Política
A Primeira Turma do Supremo Tribunal Federal (STF) negou, por unianimidade, os recursos dos condenados pelo assassinato da ex-vereadora do Rio de Janeiro, Marielle Franco (PSOL), e do motorista Anderson Gomes. O crime ocorreu em março de 2018. Os ministros Cármen Lúcia, Cristiano Zanin e Flávio Dino seguira o voto do relator, Alexandre de Moraes.
Os magistrados rejeitaram as alegações das defesas que apontaram omissões e contradições no processo, dentre as quais "acesso extemporâneo a prova". Os advogados afirmaram que o acesso às provas seria importante para a instrução do processo. As defesas também questionaram o veto ao depoimento de duas promotoras do Ministério Público do Rio de Janeiro (MP-RJ) que atuaram no caso antes de ela passar para a Polícia Federal.
"Para além da absoluta ausência de cerceamento de defesa, o embargante insiste em sustentar matérias preclusas, em virtude de terem sido exaustivamente apreciadas e decididas colegiadamente pela Primeira Turma desta Suprema Corte", diz trecho do voto do ministro Alexandre de Moraes.
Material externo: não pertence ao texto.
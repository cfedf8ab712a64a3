// File: src/host.rs
// Purpose: Form host extension points and an in-memory host

use std::collections::HashMap;
use std::fmt;
use std::sync::Arc;

use tracing::debug;

use crate::config::Config;
use crate::form_context::FormContext;
use crate::renderer::TextareaRenderer;
use crate::tag::FormTag;
use crate::validation::{validate_textarea_characters, ValidationResult};

/// Validation hook: checks one submitted field and records failures.
pub type ValidatorFn = Arc<dyn Fn(&mut ValidationResult, &FormTag, &FormContext) + Send + Sync>;

/// Rendering hook: markup for one field.
pub type RendererFn = Arc<dyn Fn(&FormTag, &FormContext) -> String + Send + Sync>;

/// Extension points a form host offers to plugins.
///
/// Field types are the full tag type, so `textarea` and `textarea*` are
/// registered separately.
pub trait FormHost {
    /// Whether the host is loaded and accepting registrations
    fn is_active(&self) -> bool {
        true
    }

    /// Append a validator to the chain for `field_type`
    fn register_validator(&mut self, field_type: &str, validator: ValidatorFn);

    /// Replace the renderer for `field_type`
    fn register_renderer(&mut self, field_type: &str, renderer: RendererFn);

    /// Drop every validator registered for `field_type`
    fn deregister_validator(&mut self, field_type: &str);
}

/// In-memory form host.
///
/// Validators run in registration order; each field type has at most one renderer.
#[derive(Clone, Default)]
pub struct HookRegistry {
    active: bool,
    validators: HashMap<String, Vec<ValidatorFn>>,
    renderers: HashMap<String, RendererFn>,
}

impl HookRegistry {
    /// An active host with no hooks
    pub fn new() -> Self {
        Self {
            active: true,
            ..Self::default()
        }
    }

    /// A host that is installed but not running; plugins should not register.
    pub fn inactive() -> Self {
        Self::default()
    }

    /// An active host with the stock character-length textarea hooks.
    pub fn with_builtin_textarea(config: &Config) -> Self {
        let mut host = Self::new();

        for field_type in ["textarea", "textarea*"] {
            let messages = config.messages.clone();
            host.register_validator(
                field_type,
                Arc::new(
                    move |result: &mut ValidationResult, tag: &FormTag, ctx: &FormContext| {
                        validate_textarea_characters(
                            ctx.submitted_value(&tag.name),
                            tag,
                            result,
                            &messages,
                        )
                    },
                ),
            );

            let renderer = TextareaRenderer::characters_only(config.render.clone());
            host.register_renderer(
                field_type,
                Arc::new(move |tag: &FormTag, ctx: &FormContext| renderer.render(tag, ctx)),
            );
        }

        host
    }

    pub fn validator_count(&self, field_type: &str) -> usize {
        self.validators.get(field_type).map_or(0, Vec::len)
    }

    pub fn has_renderer(&self, field_type: &str) -> bool {
        self.renderers.contains_key(field_type)
    }

    /// Run every registered validator over `tags`.
    pub fn validate_form(&self, tags: &[FormTag], ctx: &FormContext) -> ValidationResult {
        let mut result = ValidationResult::new();
        for tag in tags {
            if let Some(chain) = self.validators.get(&tag.tag_type) {
                for validator in chain {
                    validator(&mut result, tag, ctx);
                }
            }
        }
        result
    }

    /// Markup for `tag`, or `None` when no renderer handles its type.
    pub fn render_field(&self, tag: &FormTag, ctx: &FormContext) -> Option<String> {
        self.renderers.get(&tag.tag_type).map(|render| render(tag, ctx))
    }
}

impl FormHost for HookRegistry {
    fn is_active(&self) -> bool {
        self.active
    }

    fn register_validator(&mut self, field_type: &str, validator: ValidatorFn) {
        debug!(field_type, "registering validator");
        self.validators
            .entry(field_type.to_string())
            .or_default()
            .push(validator);
    }

    fn register_renderer(&mut self, field_type: &str, renderer: RendererFn) {
        debug!(field_type, "registering renderer");
        self.renderers.insert(field_type.to_string(), renderer);
    }

    fn deregister_validator(&mut self, field_type: &str) {
        debug!(field_type, "removing validators");
        self.validators.remove(field_type);
    }
}

impl fmt::Debug for HookRegistry {
    fn fmt(&self, f: &mut fmt::Formatter<'_>) -> fmt::Result {
        let mut validators: Vec<_> = self
            .validators
            .iter()
            .map(|(ty, chain)| (ty.as_str(), chain.len()))
            .collect();
        validators.sort();
        let mut renderers: Vec<_> = self.renderers.keys().map(String::as_str).collect();
        renderers.sort();

        f.debug_struct("HookRegistry")
            .field("active", &self.active)
            .field("validators", &validators)
            .field("renderers", &renderers)
            .finish()
    }
}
Com a votação, ficaram mantidas as condenações de Domingos Brazão, conselheiro do Tribunal de Contas do Rio de Janeiro; Chiquinho Brazão, ex-deputado federal; Rivaldo Barbosa, ex-chefe da Polícia Civil do Rio de Janeiro; Ronald de Paula, major da Polícia Militar; e Robson Calixto, ex-policial militar.